After completing the work, the next place you'll need patience is when you submit your work. The urgency you will feel as you wait for the world to give you feedback will be in direct contrast to the size of the abyss you send your work into. Be mellow about it. Own your patience. Get on with your life. You can't sit by the computer refreshing your inbox and hoping. If you wander the Internet landscape, you'll hear about writers getting book deals years after they've submitted to slush. Or worse, rejections, years after. Give over the response to the universe, and do something else.
It can take a long time after you've gotten an agent to sell a book to an editor. It can take a long time to get your career balanced where you want it. It can take a long time to get an acceptance from a box store market. If your work is accepted, you'll need patience continually. Waiting for the edits, waiting for the publication, waiting for the proofs, waiting for the check, waiting, waiting, waiting.

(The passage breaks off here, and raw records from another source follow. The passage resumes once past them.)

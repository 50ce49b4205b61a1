//! Logging initialization for passiverecon2db.
//!
//! Configures `tracing-subscriber` from the `[general]` section of
//! `PassiveReconConfig`. Logs go to stderr; stdin carries the records.

use anyhow::Result;
use tracing_subscriber::EnvFilter;
use tracing_subscriber::layer::SubscriberExt;
use tracing_subscriber::util::SubscriberInitExt;

use passiverecon_core::config::GeneralConfig;

/// Initialize the global tracing subscriber.
///
/// Must be called exactly once, before any tracing macros are used.
/// `RUST_LOG` takes precedence over `config.log_level`.
///
/// # Formats
///
/// * `"json"` - Machine-parseable JSON lines (default)
/// * `"pretty"` - Human-readable output
pub fn init_tracing(config: &GeneralConfig) -> Result<()> {
    let env_filter =
        EnvFilter::try_from_default_env().unwrap_or_else(|_| EnvFilter::new(&config.log_level));

    match config.log_format.as_str() {
        "json" => {
            tracing_subscriber::registry()
                .with(env_filter)
                .with(
                    tracing_subscriber::fmt::layer()
                        .json()
                        .with_writer(std::io::stderr),
                )
                .try_init()
                .map_err(|e| {
                    anyhow::anyhow!("failed to initialize JSON tracing subscriber: {}", e)
                })?;
        }
        "pretty" => {
            tracing_subscriber::registry()
                .with(env_filter)
                .with(
                    tracing_subscriber::fmt::layer()
                        .pretty()
                        .with_writer(std::io::stderr),
                )
                .try_init()
                .map_err(|e| {
                    anyhow::anyhow!("failed to initialize pretty tracing subscriber: {}", e)
                })?;
        }
        _ => {
            return Err(anyhow::anyhow!(
                "unknown log format '{}', expected 'json' or 'pretty'",
                config.log_format
            ));
        }
    }

    Ok(())
}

This is the nature of publishing. I've heard that the cycle of a book going from accepted manuscript to published product is about two years at a minimum after you've done all the writing, revising, and shopping around. Writing taken from this perspective seems to be an occupation for the self-flagellating type A. You'd best become a type B mellow person in regard to your writing life. Given this information, I think if you're looking for a life of recognition and fame, petty crime is better.

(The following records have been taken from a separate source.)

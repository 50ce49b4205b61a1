//! JSON lines 토크나이저
//!
//! 한 줄에 JSON 객체 하나. Zeek의 `LogAscii::use_json=T` 출력 형식입니다.
//! 중첩 객체는 JSON 문자열로 보관합니다.

use passiverecon_core::error::RecordError;
use passiverecon_core::types::{FieldMap, FieldValue, RawRecord};

/// JSON 한 줄을 레코드로 변환합니다.
///
/// # Errors
/// JSON 구문 오류이거나 최상위 값이 객체가 아닌 경우
pub fn parse_json_line(line: &str, line_no: u64) -> Result<RawRecord, RecordError> {
    let value: serde_json::Value =
        serde_json::from_str(line).map_err(|e| RecordError::Tokenize {
            line: line_no,
            reason: format!("JSON parse error: {e}"),
        })?;

    let serde_json::Value::Object(object) = value else {
        return Err(RecordError::Tokenize {
            line: line_no,
            reason: "expected a JSON object".to_owned(),
        });
    };

    let fields: FieldMap = object
        .into_iter()
        .map(|(name, value)| (name, convert(value)))
        .collect();
    Ok(RawRecord::from(fields))
}

fn convert(value: serde_json::Value) -> FieldValue {
    use serde_json::Value;

    match value {
        Value::Null => FieldValue::Null,
        Value::Bool(b) => FieldValue::Bool(b),
        Value::Number(n) => match n.as_i64() {
            Some(i) => FieldValue::Int(i),
            None => FieldValue::Float(n.as_f64().unwrap_or(f64::NAN)),
        },
        Value::String(s) => FieldValue::Str(s),
        Value::Array(items) => FieldValue::List(items.into_iter().map(convert).collect()),
        object @ Value::Object(_) => FieldValue::Str(object.to_string()),
    }
}
//! 파이프라인 에러 타입
//!
//! [`ReconPipelineError`]는 파이프라인 내부에서 발생하는 모든 에러를 표현합니다.
//! `From<ReconPipelineError> for PassiveReconError` 변환이 구현되어 있어
//! 상위 레이어에서 `?` 연산자로 자연스럽게 전파할 수 있습니다.

use passiverecon_core::error::{ConfigError, PassiveReconError, RecordError, StorageError};

/// 파이프라인 도메인 에러
#[derive(Debug, thiserror::Error)]
pub enum ReconPipelineError {
    /// ignore 규칙 파일 로딩 실패
    #[error("ignore spec load error: {path}: {reason}")]
    IgnoreSpec {
        /// 규칙 파일 경로
        path: String,
        /// 로딩 실패 사유
        reason: String,
    },

    /// ignore 규칙 항목 검증 실패
    #[error("ignore rule error: {table}[{sensor}] '{entry}': {reason}")]
    IgnoreRule {
        /// 테이블 이름 (ignorenets, neverignore)
        table: String,
        /// 센서 이름
        sensor: String,
        /// 문제가 된 항목
        entry: String,
        /// 검증 실패 사유
        reason: String,
    },

    /// 레코드 하나를 처리할 수 없음 (스트림은 계속)
    #[error("malformed record: {0}")]
    Record(#[from] RecordError),

    /// 저장소 에러
    #[error("storage error: {0}")]
    Store(#[from] StorageError),

    /// 설정 에러
    #[error("config error: {field}: {reason}")]
    Config {
        /// 설정 필드명
        field: String,
        /// 에러 사유
        reason: String,
    },

    /// 입력 스트림 I/O 에러
    #[error("io error: {0}")]
    Io(#[from] std::io::Error),
}

impl ReconPipelineError {
    /// 레코드 하나에 국한된 에러인지 확인합니다.
    pub fn is_record_level(&self) -> bool {
        matches!(self, Self::Record(_))
    }
}

impl From<ReconPipelineError> for PassiveReconError {
    fn from(err: ReconPipelineError) -> Self {
        match err {
            ReconPipelineError::IgnoreSpec { path, reason } => {
                PassiveReconError::Config(ConfigError::IgnoreSpec { path, reason })
            }
            e @ ReconPipelineError::IgnoreRule { .. } => {
                PassiveReconError::Config(ConfigError::IgnoreSpec {
                    path: "(ignore spec)".to_owned(),
                    reason: e.to_string(),
                })
            }
            ReconPipelineError::Config { field, reason } => {
                PassiveReconError::Config(ConfigError::InvalidValue { field, reason })
            }
            ReconPipelineError::Record(e) => PassiveReconError::Record(e),
            ReconPipelineError::Store(e) => PassiveReconError::Storage(e),
            ReconPipelineError::Io(e) => PassiveReconError::Io(e),
        }
    }
}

There's another piece to this, and that's what happens to the impatient. Some writers give up. I say you should, absolutely, if you can. Waiting is not satisfying. Some writers self-publish. I say if you do, make sure you want to be a PR person, an editor, and a sales force, in addition to writing books. Some writers publish in small press, or publish for free. I have done this, but if you do it, consider the implications for your career. Strangely enough, this doesn't work linearly, like it does in almost every other occupation. Consider the reputation of the venue, how much you'll be paid for your work, and the overall impact on your writing career. I'll just assume you're waiting for one of those. Here I am. Waiting.

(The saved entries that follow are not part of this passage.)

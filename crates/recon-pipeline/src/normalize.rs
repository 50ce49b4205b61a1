//! 레코드 정규화 -- `ts`를 `timestamp`로 승격하고 recon 타입 접두어를 제거합니다.
//!
//! 나머지 필드는 복사 없이 [`NormalizedRecord::fields`]로 이동합니다.

use chrono::{DateTime, Utc};

use passiverecon_core::error::RecordError;
use passiverecon_core::types::{FieldValue, NormalizedRecord, RawRecord};

/// Zeek passiverecon 스크립트가 붙이는 네임스페이스 접두어 길이 (`"PassiveRecon::"`)
pub const DEFAULT_RECON_PREFIX_LEN: usize = 14;

/// 레코드 정규화기
#[derive(Debug, Clone)]
pub struct Normalizer {
    /// 제거할 recon 타입 접두어 길이 (문자 단위)
    prefix_len: usize,
    /// 정규화된 레코드에 붙일 센서 이름
    sensor: Option<String>,
}

impl Normalizer {
    /// 접두어 길이를 지정하여 정규화기를 생성합니다.
    pub fn new(prefix_len: usize) -> Self {
        Self {
            prefix_len,
            sensor: None,
        }
    }

    /// 센서 이름을 설정합니다. 빈 문자열은 센서 없음으로 취급합니다.
    pub fn with_sensor(mut self, sensor: Option<&str>) -> Self {
        self.sensor = sensor.filter(|s| !s.is_empty()).map(str::to_owned);
        self
    }

    /// 설정된 접두어 길이
    pub fn prefix_len(&self) -> usize {
        self.prefix_len
    }

    /// 원시 레코드를 정규화합니다.
    ///
    /// # Errors
    /// - `ts`가 없거나 시각으로 해석할 수 없는 경우
    /// - `recon_type`이 없거나 문자열이 아니거나 접두어보다 짧은 경우
    pub fn normalize(&self, raw: RawRecord) -> Result<NormalizedRecord, RecordError> {
        let mut fields = raw.fields;

        let ts = fields.remove("ts").filter(|v| !v.is_null()).ok_or_else(|| {
            RecordError::MissingField {
                field: "ts".to_owned(),
            }
        })?;
        let timestamp = parse_timestamp(&ts)?;

        let recon_type = match fields.remove("recon_type") {
            Some(FieldValue::Str(s)) => s,
            Some(FieldValue::Null) | None => {
                return Err(RecordError::MissingField {
                    field: "recon_type".to_owned(),
                });
            }
            Some(other) => {
                return Err(RecordError::InvalidField {
                    field: "recon_type".to_owned(),
                    reason: format!("expected string, got {other:?}"),
                });
            }
        };
        let recon_type = strip_prefix_chars(&recon_type, self.prefix_len).ok_or_else(|| {
            RecordError::ReconTypeTooShort {
                recon_type: recon_type.clone(),
                prefix_len: self.prefix_len,
            }
        })?;

        Ok(NormalizedRecord {
            timestamp,
            recon_type: recon_type.to_owned(),
            sensor: self.sensor.clone(),
            fields,
        })
    }
}

impl Default for Normalizer {
    fn default() -> Self {
        Self::new(DEFAULT_RECON_PREFIX_LEN)
    }
}

/// 앞의 `n`개 문자를 제거합니다. 문자열이 `n`보다 짧으면 `None`입니다.
fn strip_prefix_chars(s: &str, n: usize) -> Option<&str> {
    if n == 0 {
        return Some(s);
    }
    let mut indices = s.char_indices().map(|(i, _)| i).chain(std::iter::once(s.len()));
    indices.nth(n).map(|i| &s[i..])
}

/// `ts` 필드 값을 UTC 시각으로 변환합니다.
///
/// epoch 초(실수/정수), 숫자 문자열, RFC 3339 문자열을 허용합니다.
fn parse_timestamp(value: &FieldValue) -> Result<DateTime<Utc>, RecordError> {
    let invalid = |reason: String| RecordError::InvalidField {
        field: "ts".to_owned(),
        reason,
    };

    match value {
        FieldValue::Float(f) => from_epoch_secs(*f).ok_or_else(|| invalid(format!("out of range: {f}"))),
        FieldValue::Int(i) => DateTime::from_timestamp(*i, 0)
            .ok_or_else(|| invalid(format!("out of range: {i}"))),
        FieldValue::Str(s) => {
            let s = s.trim();
            if let Ok(secs) = s.parse::<f64>() {
                return from_epoch_secs(secs).ok_or_else(|| invalid(format!("out of range: {s}")));
            }
            DateTime::parse_from_rfc3339(s)
                .map(|dt| dt.with_timezone(&Utc))
                .map_err(|e| invalid(format!("'{s}': {e}")))
        }
        other => Err(invalid(format!("unsupported timestamp value: {other:?}"))),
    }
}

fn from_epoch_secs(secs: f64) -> Option<DateTime<Utc>> {
    if !secs.is_finite() {
        return None;
    }
    let micros = (secs * 1_000_000.0).round();
    if micros.abs() >= i64::MAX as f64 {
        return None;
    }
    DateTime::from_timestamp_micros(micros as i64)
}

Current manuscripts given over to the cosmos. Writing the next project. Walking the walk. Talking the talk. Waiting for the next opportunity to revise. Waiting for the agent, the sale, the publishing. Waiting for one short story to come out. Waiting for the edits on another. Waiting for the rejections, the partials, the fulls, the revision requests. Waiting for chance and skill to combine together into opportunity. Not even chewing my fingernails. Nope. Because this is the writer's life. Writing, sending, waiting, rejecting, rewriting, sending, waiting. With the occasional acceptance to keep things interesting. I'm walking tall. I'm a writer. You?
Do you have the patience and the guts to send your work out, and wait for your writing to be good enough to get you the results you're hoping for? And then the ability to wait some more while those pieces fall into place? I hear Solitaire passes the time when you're tired of writing the next thing. Me? I sew, talk long walks with my husband, and pet my cats.